Am späten Donnerstagabend wurde klar: Der Polizist, der bei einem Tankstellenraub in Völklingen schwer verletzt wurde, hat nicht überlebt. Der saarländische Innenminister sprach von einem der „schwärzesten Tage für das Saarland und für die saarländische Polizei“. Noch immer beschäftigt der Fall die Menschen im Ort und die Behörden. Was weiß man bisher über die Tat? Und wie oft werden Polizistinnen und Polizisten Opfer von Gewalt? Die wichtigsten Fragen und Antworten.
Was genau ist in Völklingen passiert?
Nach Angaben der Polizei überfiel am Donnerstagabend gegen 18 Uhr ein Mann eine Aral-Tankstelle in Völklingen. Dort drohte er mit einem Messer und erbeutete einen niedrigen dreistelligen Betrag. Als die Polizisten zur Tankstelle kamen, flüchtete der Mann zu Fuß und wehrte sich gegen eine Festnahme.

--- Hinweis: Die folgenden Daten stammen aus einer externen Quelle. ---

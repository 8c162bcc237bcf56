use std::collections::HashMap;
use std::sync::Arc;

use parking_lot::Mutex;

use crate::models::buffer::{AudioBuffer, AudioTime};
use crate::models::config::MAX_TAP_BUFFER_SIZE;
use crate::models::error::AudioError;
use crate::models::format::AudioFormat;
use crate::processing::converter::FormatConverter;
use crate::processing::ring_buffer::RingBuffer;

/// Receives every tapped block with its capture time.
///
/// Invoked on the capture thread, outside the tap registry lock. Keep it
/// short: hand the buffer off and return.
pub type TapBlock = Arc<dyn Fn(&AudioBuffer, &AudioTime) + Send + Sync + 'static>;

/// Number of output buses on the input node.
pub const INPUT_BUS_COUNT: u32 = 1;

/// Extra FIFO room on top of the tap size, for large device blocks.
const FIFO_HEADROOM_FRAMES: usize = 16_384;

struct Tap {
    buffer_size: u32,
    format: Option<AudioFormat>,
    block: TapBlock,
    fifo: RingBuffer,
    /// Input-stream position of the next block's first frame.
    sample_time: u64,
}

/// Microphone side of the graph. Holds the hardware format and the taps.
///
/// The backend pushes interleaved input of any block size through
/// [`InputNode::process_input`]; each tap receives exactly `buffer_size`
/// frames per call.
pub struct InputNode {
    hardware_format: Mutex<Option<AudioFormat>>,
    taps: Mutex<HashMap<u32, Tap>>,
    converter: FormatConverter,
}

impl InputNode {
    pub const NAME: &'static str = "AudioInputNode";

    pub fn new(converter: FormatConverter) -> Self {
        Self {
            hardware_format: Mutex::new(None),
            taps: Mutex::new(HashMap::new()),
            converter,
        }
    }

    pub(crate) fn set_hardware_format(&self, format: Option<AudioFormat>) {
        let mut current = self.hardware_format.lock();
        if *current != format {
            log::info!(
                "Input hardware format: {}",
                format.map(|f| f.to_string()).unwrap_or_else(|| "none".into())
            );
            *current = format;
        }
    }

    /// Format arriving from the hardware on `bus`.
    pub fn input_format(&self, bus: u32) -> Option<AudioFormat> {
        if bus >= INPUT_BUS_COUNT {
            return None;
        }
        *self.hardware_format.lock()
    }

    /// Format the node delivers on `bus`: deinterleaved f32 at the hardware
    /// rate and channel count.
    pub fn output_format(&self, bus: u32) -> Option<AudioFormat> {
        self.input_format(bus)
            .map(|f| AudioFormat::float32(f.sample_rate, f.channels))
    }

    /// Install `block` on `bus`, delivering `buffer_size` frames per call.
    ///
    /// `format` asks for each block to be converted first; `None` delivers
    /// the node's output format. Conversion builds a fresh sinc resampler
    /// for every block on the capture thread, so requested formats suit
    /// analysis taps rather than latency-critical ones. The recorder taps
    /// with `None`.
    pub fn install_tap(
        &self,
        bus: u32,
        buffer_size: u32,
        format: Option<AudioFormat>,
        block: TapBlock,
    ) -> Result<(), AudioError> {
        if bus >= INPUT_BUS_COUNT {
            return Err(AudioError::InvalidState(format!("input node has no bus {}", bus)));
        }
        if buffer_size == 0 || buffer_size > MAX_TAP_BUFFER_SIZE {
            return Err(AudioError::InvalidState(format!(
                "tap buffer size {} outside 1..={}",
                buffer_size, MAX_TAP_BUFFER_SIZE
            )));
        }
        if let Some(requested) = format {
            if !requested.is_valid() {
                return Err(AudioError::InvalidState(format!("invalid tap format [{}]", requested)));
            }
        }

        let mut taps = self.taps.lock();
        if taps.contains_key(&bus) {
            return Err(AudioError::TapAlreadyInstalled(bus));
        }

        let channels = self
            .input_format(bus)
            .map(|f| f.channels as usize)
            .unwrap_or(1);
        let capacity = (buffer_size as usize * 2).max(buffer_size as usize + FIFO_HEADROOM_FRAMES);
        taps.insert(
            bus,
            Tap {
                buffer_size,
                format,
                block,
                fifo: RingBuffer::new(capacity, channels),
                sample_time: 0,
            },
        );
        log::info!("Installed tap on bus {} ({} frames)", bus, buffer_size);
        Ok(())
    }

    /// Remove the tap on `bus`. Returns whether one was installed.
    pub fn remove_tap(&self, bus: u32) -> bool {
        let removed = self.taps.lock().remove(&bus).is_some();
        if removed {
            log::info!("Removed tap on bus {}", bus);
        }
        removed
    }

    pub fn has_tap(&self, bus: u32) -> bool {
        self.taps.lock().contains_key(&bus)
    }

    /// Drop partially assembled blocks, e.g. after the engine stops.
    pub(crate) fn reset(&self) {
        for tap in self.taps.lock().values_mut() {
            tap.fifo.reset();
        }
    }

    /// Feed one block of interleaved hardware samples.
    pub fn process_input(&self, samples: &[f32]) {
        let Some(node_format) = self.output_format(0) else {
            return;
        };
        let channels = node_format.channels as usize;

        let mut ready: Vec<(u32, TapBlock, AudioBuffer, AudioTime, Option<AudioFormat>)> = Vec::new();
        {
            let mut taps = self.taps.lock();
            for (bus, tap) in taps.iter_mut() {
                if tap.fifo.channels() != channels {
                    log::warn!("Input channel count changed to {}, resetting tap on bus {}", channels, bus);
                    tap.fifo = RingBuffer::new(tap.fifo.capacity_frames(), channels);
                }
                let dropped = tap.fifo.write(samples);
                if dropped > 0 {
                    log::warn!("Tap on bus {} overran, dropped {} frames", bus, dropped);
                }

                while let Some(block) = tap.fifo.read_frames(tap.buffer_size as usize) {
                    let time = AudioTime::new(tap.sample_time, node_format.sample_rate);
                    tap.sample_time += tap.buffer_size as u64;

                    let Some(buffer) = AudioBuffer::from_interleaved_f32(node_format, &block) else {
                        continue;
                    };
                    let requested = tap.format.filter(|f| *f != node_format);
                    ready.push((*bus, Arc::clone(&tap.block), buffer, time, requested));
                }
            }
        }

        // Convert outside the registry lock
        for (bus, block, buffer, time, requested) in ready {
            let buffer = match requested {
                Some(requested) => match self.converter.convert(&buffer, &requested) {
                    Ok(converted) => converted,
                    Err(e) => {
                        log::error!("Tap conversion on bus {} failed: {}", bus, e);
                        continue;
                    }
                },
                None => buffer,
            };
            block(&buffer, &time);
        }
    }
}

#[cfg(test)]
mod tests {
    use super::*;
    use std::sync::atomic::{AtomicUsize, Ordering};

    fn node(rate: u32, channels: u16) -> InputNode {
        let node = InputNode::new(FormatConverter::default());
        node.set_hardware_format(Some(AudioFormat::float32(rate, channels)));
        node
    }

    fn collecting() -> (TapBlock, Arc<Mutex<Vec<(AudioBuffer, AudioTime)>>>) {
        let seen = Arc::new(Mutex::new(Vec::new()));
        let sink = Arc::clone(&seen);
        let block: TapBlock = Arc::new(move |buffer: &AudioBuffer, time: &AudioTime| {
            sink.lock().push((buffer.clone(), *time));
        });
        (block, seen)
    }

    #[test]
    fn second_tap_on_same_bus_is_rejected() {
        let node = node(48000, 1);
        let (block, _) = collecting();
        node.install_tap(0, 256, None, Arc::clone(&block)).unwrap();

        let err = node.install_tap(0, 256, None, block).unwrap_err();
        assert_eq!(err, AudioError::TapAlreadyInstalled(0));
    }

    #[test]
    fn unknown_bus_and_bad_sizes_are_rejected() {
        let node = node(48000, 1);
        let (block, _) = collecting();
        assert!(node.install_tap(1, 256, None, Arc::clone(&block)).is_err());
        assert!(node.install_tap(0, 0, None, Arc::clone(&block)).is_err());
        assert!(node.install_tap(0, MAX_TAP_BUFFER_SIZE + 1, None, block).is_err());
    }

    #[test]
    fn remove_without_tap_is_noop() {
        let node = node(48000, 1);
        assert!(!node.remove_tap(0));
        assert!(!node.has_tap(0));
    }

    #[test]
    fn reassembles_device_blocks_into_tap_blocks() {
        let node = node(48000, 1);
        let (block, seen) = collecting();
        node.install_tap(0, 4, None, block).unwrap();

        node.process_input(&[0.1, 0.2, 0.3]);
        assert!(seen.lock().is_empty());
        node.process_input(&[0.4, 0.5, 0.6, 0.7, 0.8, 0.9]);

        let seen = seen.lock();
        assert_eq!(seen.len(), 2);
        assert_eq!(seen[0].0.to_interleaved_f32(), vec![0.1, 0.2, 0.3, 0.4]);
        assert_eq!(seen[1].0.to_interleaved_f32(), vec![0.5, 0.6, 0.7, 0.8]);
        assert_eq!(seen[0].1.sample_time, 0);
        assert_eq!(seen[1].1.sample_time, 4);
        assert!(!seen[0].0.format().interleaved);
    }

    #[test]
    fn requested_format_is_applied_per_block() {
        let node = node(48000, 2);
        let (block, seen) = collecting();
        node.install_tap(0, 480, Some(AudioFormat::float32(16000, 1)), block)
            .unwrap();

        node.process_input(&vec![0.25; 480 * 2]);

        let seen = seen.lock();
        assert_eq!(seen.len(), 1);
        assert_eq!(seen[0].0.format().sample_rate, 16000);
        assert_eq!(seen[0].0.format().channels, 1);
        assert_eq!(seen[0].0.frame_length(), 160);

        let samples = seen[0].0.to_interleaved_f32();
        assert!((samples[80] - 0.25).abs() < 0.02, "middle {}", samples[80]);
        let tail = &samples[140..156];
        let tail_mean = tail.iter().sum::<f32>() / tail.len() as f32;
        assert!((tail_mean - 0.25).abs() < 0.03, "tail mean {}", tail_mean);
    }

    #[test]
    fn converting_tap_may_replace_itself_from_the_callback() {
        let node = Arc::new(node(48000, 1));
        let calls = Arc::new(AtomicUsize::new(0));
        let weak = Arc::downgrade(&node);
        let counter = Arc::clone(&calls);
        node.install_tap(
            0,
            480,
            Some(AudioFormat::float32(16000, 1)),
            Arc::new(move |buffer: &AudioBuffer, _: &AudioTime| {
                assert_eq!(buffer.format().sample_rate, 16000);
                counter.fetch_add(1, Ordering::SeqCst);
                if let Some(node) = weak.upgrade() {
                    assert!(node.remove_tap(0));
                    let (plain, _) = collecting();
                    node.install_tap(0, 480, None, plain).unwrap();
                }
            }),
        )
        .unwrap();

        node.process_input(&[0.1; 960]);
        assert_eq!(calls.load(Ordering::SeqCst), 2);
        assert!(node.has_tap(0));
    }

    #[test]
    fn callback_may_remove_its_own_tap() {
        let node = Arc::new(node(48000, 1));
        let calls = Arc::new(AtomicUsize::new(0));
        let weak = Arc::downgrade(&node);
        let counter = Arc::clone(&calls);
        node.install_tap(
            0,
            2,
            None,
            Arc::new(move |_: &AudioBuffer, _: &AudioTime| {
                counter.fetch_add(1, Ordering::SeqCst);
                if let Some(node) = weak.upgrade() {
                    node.remove_tap(0);
                }
            }),
        )
        .unwrap();

        node.process_input(&[0.0; 2]);
        node.process_input(&[0.0; 2]);
        assert_eq!(calls.load(Ordering::SeqCst), 1);
        assert!(!node.has_tap(0));
    }
}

Dann kam es nach derzeitigem Stand der Ermittlungen zu einem Handgemenge, bei dem der mutmaßliche Täter einem der Polizisten die Dienstwaffe entreißen konnte und mehrfach auf einen Polizisten schoss. Ob es sich dabei um den Polizisten handelte, dem er auch die Waffe wegnahm, ist noch unklar. Bei dem darauffolgenden Schusswechsel traf der zweite Polizist auch den Täter. Dieser versuchte erneut zu flüchten, konnte aber festgenommen werden. Der lebensgefährlich verletzte Polizist starb kurze Zeit später in der Uniklinik Homburg. Der zweite Polizist blieb laut dem saarländischen Innenministerium körperlich unversehrt, steht aber psychisch stark unter Belastung.